Life goes on, sort of, except that it really doesn’t. Tragedy and guilt ease up, but only in degrees. Death creates practical headaches, some life-changing, some powerfully minor. But the dead go on living, in ways bittersweet but sometimes gutting. There’s another tragedy, long in the past, which we won’t see in its gruesome full till the halfway mark. It tells us a lot about Lee, but it doesn’t fully explain him.

Such is what you get with Kenneth Lonergan, who went from the most acclaimed playwright of his generation to a filmmaker of equal power if less respect. After his insightful and precisely written “You Can Count on Me,” Lonergan suffered the grind and infamy of “Margaret,” another film about grief and guilt, and one even more ambitious than his latest. “Margaret” sat in various editing rooms for four years, its maker battling a toxic cocktail of distributor woes and legal nonsense. In the end it was dumped, unloved, in theaters. Thing is, even in its compromised form — a longer and, yes, better, version was released on video — it’s a masterpiece. Lonergan may come from the theater, but he saw in cinema the chance to tinker with how we re-present life itself. His film was messy, prone to digressions, featuring wild experiments with sound: Many scenes boast audible dialogue from characters buried deep in the frames or off-screen entirely, battling for our ears with a high school girl (Anna Paquin), who doesn’t know how to deal with accidentally causing the death of a stranger.

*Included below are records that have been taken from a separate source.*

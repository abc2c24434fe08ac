use crate::bitarray::BitArray;
use crate::value::Value;
use crate::{Error, ErrorKind};
use ethereum_types::H256;
use ssz_merkle::{merkleize, mix_in_length, pack};

/// Bits per Merkle chunk; bit sequences express their chunk limit in
/// these units.
const BITS_PER_CHUNK: usize = 256;

/// A bit sequence of exactly `length` bits.
#[derive(Clone, Debug, PartialEq)]
pub struct BitVectorType {
    length: usize,
}

impl BitVectorType {
    pub(crate) fn new(length: usize) -> Result<Self, Error> {
        if length == 0 {
            return Err(ErrorKind::ZeroLength.into());
        }
        Ok(Self { length })
    }

    pub fn length(&self) -> usize {
        self.length
    }

    pub(crate) fn name(&self) -> String {
        format!("BitVector[{}]", self.length)
    }

    pub(crate) fn default_value(&self) -> Value {
        Value::Bits(BitArray::with_len(self.length))
    }

    pub(crate) fn is_variable_size(&self) -> bool {
        false
    }

    pub(crate) fn fixed_size(&self) -> usize {
        (self.length + 7) / 8
    }

    fn check<'a>(&self, value: &'a Value) -> Result<&'a BitArray, Error> {
        let bits = value.expect_bits()?;
        if bits.len() != self.length {
            return Err(ErrorKind::LengthMismatch {
                len: bits.len(),
                expected: self.length,
            }
            .into());
        }
        Ok(bits)
    }

    pub(crate) fn size(&self, value: &Value) -> Result<usize, Error> {
        self.check(value)?;
        Ok(self.fixed_size())
    }

    pub(crate) fn serialize_to(
        &self,
        value: &Value,
        buf: &mut [u8],
        start: usize,
    ) -> Result<(), Error> {
        let bits = self.check(value)?;
        buf[start..start + self.fixed_size()].copy_from_slice(bits.as_slice());
        Ok(())
    }

    pub(crate) fn deserialize_from(
        &self,
        bytes: &[u8],
        start: usize,
        end: usize,
    ) -> Result<Value, Error> {
        if end - start != self.fixed_size() {
            return Err(ErrorKind::LengthMismatch {
                len: end - start,
                expected: self.fixed_size(),
            }
            .into());
        }

        // Rejects set bits past `length` in the final byte.
        let bits = BitArray::from_packed(bytes[start..end].to_vec(), self.length)?;
        Ok(Value::Bits(bits))
    }

    pub(crate) fn hash_tree_root(&self, value: &Value) -> Result<H256, Error> {
        let bits = self.check(value)?;
        let limit = (self.length + BITS_PER_CHUNK - 1) / BITS_PER_CHUNK;
        Ok(merkleize(&pack(bits.as_slice()), limit))
    }
}

/// A bit sequence of up to `limit` bits.
///
/// The serialized form carries one delimiter bit immediately after the
/// last data bit, so a bitlist of `B` bits always occupies
/// `B / 8 + 1` bytes.
#[derive(Clone, Debug, PartialEq)]
pub struct BitListType {
    limit: usize,
}

impl BitListType {
    pub(crate) fn new(limit: usize) -> Result<Self, Error> {
        if limit == 0 {
            return Err(ErrorKind::ZeroLength.into());
        }
        Ok(Self { limit })
    }

    pub fn limit(&self) -> usize {
        self.limit
    }

    pub(crate) fn name(&self) -> String {
        format!("BitList[{}]", self.limit)
    }

    pub(crate) fn default_value(&self) -> Value {
        Value::Bits(BitArray::with_len(0))
    }

    pub(crate) fn is_variable_size(&self) -> bool {
        true
    }

    pub(crate) fn fixed_size(&self) -> usize {
        0
    }

    fn check<'a>(&self, value: &'a Value) -> Result<&'a BitArray, Error> {
        let bits = value.expect_bits()?;
        if bits.len() > self.limit {
            return Err(ErrorKind::LengthExceedsLimit {
                len: bits.len(),
                limit: self.limit,
            }
            .into());
        }
        Ok(bits)
    }

    pub(crate) fn size(&self, value: &Value) -> Result<usize, Error> {
        Ok(self.check(value)?.len() / 8 + 1)
    }

    pub(crate) fn serialize_to(
        &self,
        value: &Value,
        buf: &mut [u8],
        start: usize,
    ) -> Result<(), Error> {
        let bits = self.check(value)?;
        let bit_len = bits.len();
        let data_len = (bit_len + 7) / 8;

        buf[start..start + data_len].copy_from_slice(bits.as_slice());
        if bit_len % 8 == 0 {
            buf[start + data_len] = 1;
        } else {
            buf[start + data_len - 1] |= 1 << (bit_len % 8);
        }

        Ok(())
    }

    pub(crate) fn deserialize_from(
        &self,
        bytes: &[u8],
        start: usize,
        end: usize,
    ) -> Result<Value, Error> {
        let byte_len = end - start;
        if byte_len == 0 {
            return Err(ErrorKind::InvalidBitList.into());
        }

        let last = bytes[end - 1];
        if last == 0 {
            return Err(ErrorKind::InvalidBitList.into());
        }

        let leading_zeros = last.leading_zeros() as usize;
        let bit_len = byte_len * 8 - leading_zeros - 1;
        if bit_len > self.limit {
            return Err(ErrorKind::InvalidBitList.into());
        }

        let data = if bit_len % 8 == 0 {
            bytes[start..end - 1].to_vec()
        } else {
            let mut data = bytes[start..end].to_vec();
            let last_index = data.len() - 1;
            // Strip the delimiter; everything above it is already zero.
            data[last_index] &= 0xff >> (leading_zeros + 1);
            data
        };

        Ok(Value::Bits(BitArray::from_packed(data, bit_len)?))
    }

    pub(crate) fn hash_tree_root(&self, value: &Value) -> Result<H256, Error> {
        let bits = self.check(value)?;
        let limit = (self.limit + BITS_PER_CHUNK - 1) / BITS_PER_CHUNK;
        let root = merkleize(&pack(bits.as_slice()), limit);
        Ok(mix_in_length(root, bits.len() as u64))
    }
}

#[cfg(test)]
mod tests {
    use super::*;
    use crate::SszType;

    #[test]
    fn test_bit_vector_round_trip() {
        let ty = SszType::bit_vector(9).unwrap();
        let mut bits = BitArray::with_len(9);
        bits.set(0, true).unwrap();
        bits.set(8, true).unwrap();

        let bytes = ty.serialize(&Value::Bits(bits.clone())).unwrap();
        assert_eq!(bytes, vec![0b0000_0001, 0b0000_0001]);
        assert_eq!(ty.deserialize(&bytes).unwrap(), Value::Bits(bits));
    }

    #[test]
    fn test_bit_vector_all_set() {
        let ty = SszType::bit_vector(9).unwrap();
        let bits = BitArray::from_bools(&[true; 9]);

        assert_eq!(ty.serialize(&Value::Bits(bits)).unwrap(), vec![0xff, 0x01]);
    }

    #[test]
    fn test_bit_vector_rejects_extraneous_bits() {
        let ty = SszType::bit_vector(9).unwrap();
        assert_eq!(
            ty.deserialize(&[0xff, 0xff]).unwrap_err().kind(),
            &ErrorKind::ExtraneousBits
        );
    }

    #[test]
    fn test_bit_vector_length_checks() {
        let ty = SszType::bit_vector(9).unwrap();

        assert!(ty.deserialize(&[0xff]).is_err());
        assert!(ty.deserialize(&[0, 0, 0]).is_err());

        let wrong_len = Value::Bits(BitArray::with_len(8));
        assert_eq!(
            ty.serialize(&wrong_len).unwrap_err().kind(),
            &ErrorKind::LengthMismatch { len: 8, expected: 9 }
        );
    }

    #[test]
    fn test_bit_list_delimiter_packing() {
        // Bits [true, false, true] pack to 0x05; the delimiter lands at
        // position 3 giving a single 0x0d byte.
        let ty = SszType::bit_list(4).unwrap();
        let bits = BitArray::from_bools(&[true, false, true]);

        let bytes = ty.serialize(&Value::Bits(bits.clone())).unwrap();
        assert_eq!(bytes, vec![0x0d]);
        assert_eq!(ty.deserialize(&bytes).unwrap(), Value::Bits(bits));
    }

    #[test]
    fn test_bit_list_byte_aligned_delimiter() {
        let ty = SszType::bit_list(16).unwrap();
        let bits = BitArray::from_bools(&[true; 8]);

        let bytes = ty.serialize(&Value::Bits(bits.clone())).unwrap();
        assert_eq!(bytes, vec![0xff, 0x01]);
        assert_eq!(ty.deserialize(&bytes).unwrap(), Value::Bits(bits));
    }

    #[test]
    fn test_empty_bit_list() {
        let ty = SszType::bit_list(4).unwrap();
        let empty = Value::Bits(BitArray::with_len(0));

        let bytes = ty.serialize(&empty).unwrap();
        assert_eq!(bytes, vec![0x01]);
        assert_eq!(ty.deserialize(&bytes).unwrap(), empty);
    }

    #[test]
    fn test_bit_list_delimiter_only_payload() {
        // 0x20 is five zero data bits plus the delimiter at position 5.
        let ty = SszType::bit_list(5).unwrap();

        let value = ty.deserialize(&[0x20]).unwrap();
        assert_eq!(value, Value::Bits(BitArray::with_len(5)));
    }

    #[test]
    fn test_bit_list_missing_delimiter() {
        let ty = SszType::bit_list(8).unwrap();

        assert_eq!(
            ty.deserialize(&[0x00]).unwrap_err().kind(),
            &ErrorKind::InvalidBitList
        );
        assert_eq!(
            ty.deserialize(&[0xaa, 0x00]).unwrap_err().kind(),
            &ErrorKind::InvalidBitList
        );
        assert!(ty.deserialize(&[]).is_err());
    }

    #[test]
    fn test_bit_list_over_limit() {
        let ty = SszType::bit_list(3).unwrap();

        // Four data bits plus delimiter.
        assert_eq!(
            ty.deserialize(&[0b0001_1111]).unwrap_err().kind(),
            &ErrorKind::InvalidBitList
        );

        let long = Value::Bits(BitArray::with_len(4));
        assert_eq!(
            ty.serialize(&long).unwrap_err().kind(),
            &ErrorKind::LengthExceedsLimit { len: 4, limit: 3 }
        );
    }

    #[test]
    fn test_bit_list_hash_mixes_in_bit_length() {
        let ty = SszType::bit_list(16).unwrap();
        let bits = BitArray::from_bools(&[true, true, false]);

        let root = ty.hash_tree_root(&Value::Bits(bits.clone())).unwrap();
        let expected = mix_in_length(merkleize(&pack(bits.as_slice()), 1), 3);
        assert_eq!(root, expected);
    }
}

“Manchester by the Sea” isn’t as in-your-face radical as “Margaret,” but it carries on, sometimes even smooths out, some of the same forward-thinking ideas of how you construct a film. Lonergan is still playing with character studies that don’t follow a clean path, but spiral off for long stretches in seemingly random directions, ones that fill them in while making them seem too complicated to capture in a mere film. What Lonergan adds here is a stronger sense of humor. The people of Manchester-by-the-Sea, Mass. tend to be argumentative, to put it mildly, always quick to pick a fight. (Lonergan puts in a cameo as a passerby who starts some stuff with Lee, then happily fans the flames of escalation.) Everyone is short and curt with each other, and not just the childish macho men; the women, including Michelle Williams’ as Lee’s ex-wife, bring it as good as anyone. The entire cast throws themselves into this two-faced approach; Affleck’s playing a funny asshole who’s crying on the inside, but both extremes of his personality are vivid and powerful.

Again, the jokes (again, such that they are) aren’t there for comic relief — brief respites from unimaginable pain. They’re outgrowths of the trauma, ways Lee and everyone else fights off dealing with wounds that will never heal. Because they won’t. That’s one thing “Manchester by the Sea” understands better than most films on the subject: We get a little, even a lot better, but the longer people live, the longer they resemble a walking, talking open sore. The film is a kind of Rorschach Test: You may spend the film fighting through tears, or you may spend most of it suppressing belly laughs. Either way, you’ll understand that it’s a masterpiece.